TASK ITEM –
All of the records should be given again exactly as they appear.

=== Begin Enclosure ===

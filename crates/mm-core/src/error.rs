//! Core error type.
//!
//! Sub-crates define their own error enums and wrap `CoreError` as one
//! variant where they need to surface it.

use thiserror::Error;

/// Errors produced by `mm-core`.
#[derive(Debug, Error)]
pub enum CoreError {
    #[error("configuration error: {0}")]
    Config(String),

    #[error("parse error: {0}")]
    Parse(String),
}

/// Shorthand result type for `mm-core`.
pub type CoreResult<T> = Result<T, CoreError>;
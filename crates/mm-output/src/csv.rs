//! CSV leg-table backend.
//!
//! One row per leg:
//!
//! | Column         | Meaning                                            |
//! |----------------|----------------------------------------------------|
//! | `route`        | 1-based route number within the file               |
//! | `objective`    | `distance`, `cost`, `scheduled-cost`, `fastest`    |
//! | `leg`          | 1-based leg number within the route                |
//! | `from_lon` …   | leg endpoints in degrees                           |
//! | `mode`         | `walk`, `car`, `metro`, `uttara_bus`, `bikolpo_bus`|
//! | `distance_km`  | leg length                                         |
//! | `fare_tk`      | leg fare at the configured rate                    |
//! | `contribution` | objective metric added by the leg                  |
//! | `waiting_min`  | minutes waited before boarding                     |
//! | `board_at`     | `HH:MMam` boarding time, empty when untimed        |
//! | `arrive_at`    | `HH:MMam` arrival time, empty when untimed         |

use std::fs::File;
use std::io::Write;
use std::path::Path;

use csv::Writer;

use mm_core::format_clock;
use mm_graph::CoordinateGraph;
use mm_routing::Route;

use crate::OutputResult;
use crate::writer::RouteWriter;

pub const HEADER: [&str; 14] = [
    "route", "objective", "leg",
    "from_lon", "from_lat", "to_lon", "to_lat",
    "mode", "distance_km", "fare_tk", "contribution", "waiting_min",
    "board_at", "arrive_at",
];

/// Writes route legs as CSV rows.
pub struct CsvRouteWriter<W: Write> {
    legs:     Writer<W>,
    routes:   usize,
    finished: bool,
}

impl CsvRouteWriter<File> {
    /// Create (or truncate) the CSV file at `path` and write the header row.
    pub fn create(path: &Path) -> OutputResult<Self> {
        Self::new(File::create(path)?)
    }
}

impl<W: Write> CsvRouteWriter<W> {
    pub fn new(out: W) -> OutputResult<Self> {
        let mut legs = Writer::from_writer(out);
        legs.write_record(HEADER)?;
        Ok(Self { legs, routes: 0, finished: false })
    }
}

impl<W: Write> RouteWriter for CsvRouteWriter<W> {
    fn write_route(&mut self, graph: &CoordinateGraph, route: &Route) -> OutputResult<()> {
        self.routes += 1;
        let clock = |t: Option<f64>| t.map(format_clock).unwrap_or_default();

        for (i, leg) in route.legs.iter().enumerate() {
            let from = graph.node_pos(leg.from);
            let to = graph.node_pos(leg.to);
            self.legs.write_record(&[
                self.routes.to_string(),
                route.objective.to_string(),
                (i + 1).to_string(),
                from.lon.to_string(),
                from.lat.to_string(),
                to.lon.to_string(),
                to.lat.to_string(),
                leg.mode.as_str().to_owned(),
                format!("{:.6}", leg.distance_km),
                format!("{:.2}", leg.fare),
                format!("{:.6}", leg.contribution),
                format!("{:.0}", leg.waiting),
                clock(leg.board_at),
                clock(leg.arrive_at),
            ])?;
        }
        Ok(())
    }

    fn finish(&mut self) -> OutputResult<()> {
        if self.finished {
            return Ok(());
        }
        self.finished = true;
        self.legs.flush()?;
        Ok(())
    }
}
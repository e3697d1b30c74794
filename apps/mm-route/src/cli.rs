//! Command-line arguments.

use std::path::{Path, PathBuf};

use clap::{Parser, ValueEnum};

use mm_core::Mode;
use mm_graph::DatasetSpec;
use mm_routing::Objective;

pub const ROAD_FILE:        &str = "Roadmap-Dhaka.csv";
pub const METRO_FILE:       &str = "Routemap-DhakaMetroRail.csv";
pub const UTTARA_BUS_FILE:  &str = "Routemap-UttaraBus.csv";
pub const BIKOLPO_BUS_FILE: &str = "Routemap-BikolpoBus.csv";

#[derive(Parser, Debug)]
#[command(name = "mm-route")]
#[command(about = "Multimodal route planner over Dhaka road, metro and bus networks")]
#[command(long_about = "Reads a query from stdin and prints the best route:
  <src_lon> <src_lat> <dst_lon> <dst_lat>            # distance, cost
  <src_lon> <src_lat> <dst_lon> <dst_lat> <H:MMam>   # scheduled-cost, fastest

Objectives:
  distance        shortest road distance (road network)
  cost            cheapest fare (road + metro)
  scheduled-cost  cheapest fare honouring departures and service hours (all networks)
  fastest         earliest arrival honouring departures and service hours (all networks)")]
pub struct Cli {
    /// distance | cost | scheduled-cost | fastest
    pub objective: Objective,

    /// Dataset to load as MODE=PATH (repeatable; replaces the defaults).
    /// MODE is one of car, metro, uttara_bus, bikolpo_bus.
    #[arg(long = "dataset", value_name = "MODE=PATH", value_parser = parse_dataset)]
    pub datasets: Vec<DatasetSpec>,

    /// Directory holding the default dataset files.
    #[arg(long, default_value = "..")]
    pub data_dir: PathBuf,

    /// Nearest-node search used to snap query points.
    #[arg(long, value_enum, default_value_t = LocatorKind::Linear)]
    pub locator: LocatorKind,

    /// Write the route as a KML overlay.
    #[arg(long, value_name = "FILE")]
    pub kml: Option<PathBuf>,

    /// Write the route legs as CSV.
    #[arg(long, value_name = "FILE")]
    pub csv: Option<PathBuf>,

    /// JSON file overriding speeds, fares, departure interval or service hours.
    #[arg(long, value_name = "FILE")]
    pub config: Option<PathBuf>,

    /// More log output on stderr (-v info, -vv debug, -vvv trace).
    #[arg(short, long, action = clap::ArgAction::Count)]
    pub verbose: u8,
}

#[derive(Copy, Clone, Debug, PartialEq, Eq, ValueEnum)]
pub enum LocatorKind {
    /// Exact scan over every node.
    Linear,
    /// R-tree candidates re-ranked by great-circle distance.
    Rtree,
}

impl Cli {
    /// The datasets to load: the explicit `--dataset` list, or the standard
    /// files under `--data-dir` for the objective.
    pub fn dataset_specs(&self) -> Vec<DatasetSpec> {
        if self.datasets.is_empty() {
            default_datasets(self.objective, &self.data_dir)
        } else {
            self.datasets.clone()
        }
    }

    pub fn log_filter(&self) -> &'static str {
        match self.verbose {
            0 => "warn",
            1 => "info",
            2 => "debug",
            _ => "trace",
        }
    }
}

/// Standard networks for each objective, in load order.
pub fn default_datasets(objective: Objective, dir: &Path) -> Vec<DatasetSpec> {
    let mut specs = vec![DatasetSpec::road(dir.join(ROAD_FILE))];
    if objective != Objective::Distance {
        specs.push(DatasetSpec::metro(dir.join(METRO_FILE)));
    }
    if objective.tracks_time() {
        specs.push(DatasetSpec::uttara_bus(dir.join(UTTARA_BUS_FILE)));
        specs.push(DatasetSpec::bikolpo_bus(dir.join(BIKOLPO_BUS_FILE)));
    }
    specs
}

fn parse_dataset(s: &str) -> Result<DatasetSpec, String> {
    let (mode, path) = s
        .split_once('=')
        .ok_or_else(|| format!("expected MODE=PATH, got {s:?}"))?;
    let mode: Mode = mode.parse().map_err(|e| format!("{e}"))?;
    if mode == Mode::Walk {
        return Err("walk segments are generated, not loaded".to_owned());
    }
    if path.is_empty() {
        return Err(format!("empty path in {s:?}"));
    }
    Ok(DatasetSpec::for_mode(path, mode))
}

=== End Enclosure ===

SOLUTION FOR THIS EXERCISE –
filename crates/mm-core/src/error.rs
//! Core error type.
//!
//! Sub-crates define their own error enums and wrap `CoreError` as one
//! variant where they need to surface it.

use thiserror::Error;

/// Errors produced by `mm-core`.
#[derive(Debug, Error)]
pub enum CoreError {
    #[error("configuration error: {0}")]
    Config(String),

    #[error("parse error: {0}")]
    Parse(String),
}

/// Shorthand result type for `mm-core`.
pub type CoreResult<T> = Result<T, CoreError>;
filename crates/mm-output/src/csv.rs
//! CSV leg-table backend.
//!
//! One row per leg:
//!
//! | Column         | Meaning                                            |
//! |----------------|----------------------------------------------------|
//! | `route`        | 1-based route number within the file               |
//! | `objective`    | `distance`, `cost`, `scheduled-cost`, `fastest`    |
//! | `leg`          | 1-based leg number within the route                |
//! | `from_lon` …   | leg endpoints in degrees                           |
//! | `mode`         | `walk`, `car`, `metro`, `uttara_bus`, `bikolpo_bus`|
//! | `distance_km`  | leg length                                         |
//! | `fare_tk`      | leg fare at the configured rate                    |
//! | `contribution` | objective metric added by the leg                  |
//! | `waiting_min`  | minutes waited before boarding                     |
//! | `board_at`     | `HH:MMam` boarding time, empty when untimed        |
//! | `arrive_at`    | `HH:MMam` arrival time, empty when untimed         |

use std::fs::File;
use std::io::Write;
use std::path::Path;

use csv::Writer;

use mm_core::format_clock;
use mm_graph::CoordinateGraph;
use mm_routing::Route;

use crate::OutputResult;
use crate::writer::RouteWriter;

pub const HEADER: [&str; 14] = [
    "route", "objective", "leg",
    "from_lon", "from_lat", "to_lon", "to_lat",
    "mode", "distance_km", "fare_tk", "contribution", "waiting_min",
    "board_at", "arrive_at",
];

/// Writes route legs as CSV rows.
pub struct CsvRouteWriter<W: Write> {
    legs:     Writer<W>,
    routes:   usize,
    finished: bool,
}

impl CsvRouteWriter<File> {
    /// Create (or truncate) the CSV file at `path` and write the header row.
    pub fn create(path: &Path) -> OutputResult<Self> {
        Self::new(File::create(path)?)
    }
}

impl<W: Write> CsvRouteWriter<W> {
    pub fn new(out: W) -> OutputResult<Self> {
        let mut legs = Writer::from_writer(out);
        legs.write_record(HEADER)?;
        Ok(Self { legs, routes: 0, finished: false })
    }
}

impl<W: Write> RouteWriter for CsvRouteWriter<W> {
    fn write_route(&mut self, graph: &CoordinateGraph, route: &Route) -> OutputResult<()> {
        self.routes += 1;
        let clock = |t: Option<f64>| t.map(format_clock).unwrap_or_default();

        for (i, leg) in route.legs.iter().enumerate() {
            let from = graph.node_pos(leg.from);
            let to = graph.node_pos(leg.to);
            self.legs.write_record(&[
                self.routes.to_string(),
                route.objective.to_string(),
                (i + 1).to_string(),
                from.lon.to_string(),
                from.lat.to_string(),
                to.lon.to_string(),
                to.lat.to_string(),
                leg.mode.as_str().to_owned(),
                format!("{:.6}", leg.distance_km),
                format!("{:.2}", leg.fare),
                format!("{:.6}", leg.contribution),
                format!("{:.0}", leg.waiting),
                clock(leg.board_at),
                clock(leg.arrive_at),
            ])?;
        }
        Ok(())
    }

    fn finish(&mut self) -> OutputResult<()> {
        if self.finished {
            return Ok(());
        }
        self.finished = true;
        self.legs.flush()?;
        Ok(())
    }
}
repository e3697d1b30c74794
filename apps/mm-route/src/cli.rs
//! Command-line arguments.

use std::path::{Path, PathBuf};

use clap::{Parser, ValueEnum};

use mm_core::Mode;
use mm_graph::DatasetSpec;
use mm_routing::Objective;

pub const ROAD_FILE:        &str = "Roadmap-Dhaka.csv";
pub const METRO_FILE:       &str = "Routemap-DhakaMetroRail.csv";
pub const UTTARA_BUS_FILE:  &str = "Routemap-UttaraBus.csv";
pub const BIKOLPO_BUS_FILE: &str = "Routemap-BikolpoBus.csv";

#[derive(Parser, Debug)]
#[command(name = "mm-route")]
#[command(about = "Multimodal route planner over Dhaka road, metro and bus networks")]
#[command(long_about = "Reads a query from stdin and prints the best route:
  <src_lon> <src_lat> <dst_lon> <dst_lat>            # distance, cost
  <src_lon> <src_lat> <dst_lon> <dst_lat> <H:MMam>   # scheduled-cost, fastest

Objectives:
  distance        shortest road distance (road network)
  cost            cheapest fare (road + metro)
  scheduled-cost  cheapest fare honouring departures and service hours (all networks)
  fastest         earliest arrival honouring departures and service hours (all networks)")]
pub struct Cli {
    /// distance | cost | scheduled-cost | fastest
    pub objective: Objective,

    /// Dataset to load as MODE=PATH (repeatable; replaces the defaults).
    /// MODE is one of car, metro, uttara_bus, bikolpo_bus.
    #[arg(long = "dataset", value_name = "MODE=PATH", value_parser = parse_dataset)]
    pub datasets: Vec<DatasetSpec>,

    /// Directory holding the default dataset files.
    #[arg(long, default_value = "..")]
    pub data_dir: PathBuf,

    /// Nearest-node search used to snap query points.
    #[arg(long, value_enum, default_value_t = LocatorKind::Linear)]
    pub locator: LocatorKind,

    /// Write the route as a KML overlay.
    #[arg(long, value_name = "FILE")]
    pub kml: Option<PathBuf>,

    /// Write the route legs as CSV.
    #[arg(long, value_name = "FILE")]
    pub csv: Option<PathBuf>,

    /// JSON file overriding speeds, fares, departure interval or service hours.
    #[arg(long, value_name = "FILE")]
    pub config: Option<PathBuf>,

    /// More log output on stderr (-v info, -vv debug, -vvv trace).
    #[arg(short, long, action = clap::ArgAction::Count)]
    pub verbose: u8,
}

#[derive(Copy, Clone, Debug, PartialEq, Eq, ValueEnum)]
pub enum LocatorKind {
    /// Exact scan over every node.
    Linear,
    /// R-tree candidates re-ranked by great-circle distance.
    Rtree,
}

impl Cli {
    /// The datasets to load: the explicit `--dataset` list, or the standard
    /// files under `--data-dir` for the objective.
    pub fn dataset_specs(&self) -> Vec<DatasetSpec> {
        if self.datasets.is_empty() {
            default_datasets(self.objective, &self.data_dir)
        } else {
            self.datasets.clone()
        }
    }

    pub fn log_filter(&self) -> &'static str {
        match self.verbose {
            0 => "warn",
            1 => "info",
            2 => "debug",
            _ => "trace",
        }
    }
}

/// Standard networks for each objective, in load order.
pub fn default_datasets(objective: Objective, dir: &Path) -> Vec<DatasetSpec> {
    let mut specs = vec![DatasetSpec::road(dir.join(ROAD_FILE))];
    if objective != Objective::Distance {
        specs.push(DatasetSpec::metro(dir.join(METRO_FILE)));
    }
    if objective.tracks_time() {
        specs.push(DatasetSpec::uttara_bus(dir.join(UTTARA_BUS_FILE)));
        specs.push(DatasetSpec::bikolpo_bus(dir.join(BIKOLPO_BUS_FILE)));
    }
    specs
}

fn parse_dataset(s: &str) -> Result<DatasetSpec, String> {
    let (mode, path) = s
        .split_once('=')
        .ok_or_else(|| format!("expected MODE=PATH, got {s:?}"))?;
    let mode: Mode = mode.parse().map_err(|e| format!("{e}"))?;
    if mode == Mode::Walk {
        return Err("walk segments are generated, not loaded".to_owned());
    }
    if path.is_empty() {
        return Err(format!("empty path in {s:?}"));
    }
    Ok(DatasetSpec::for_mode(path, mode))
}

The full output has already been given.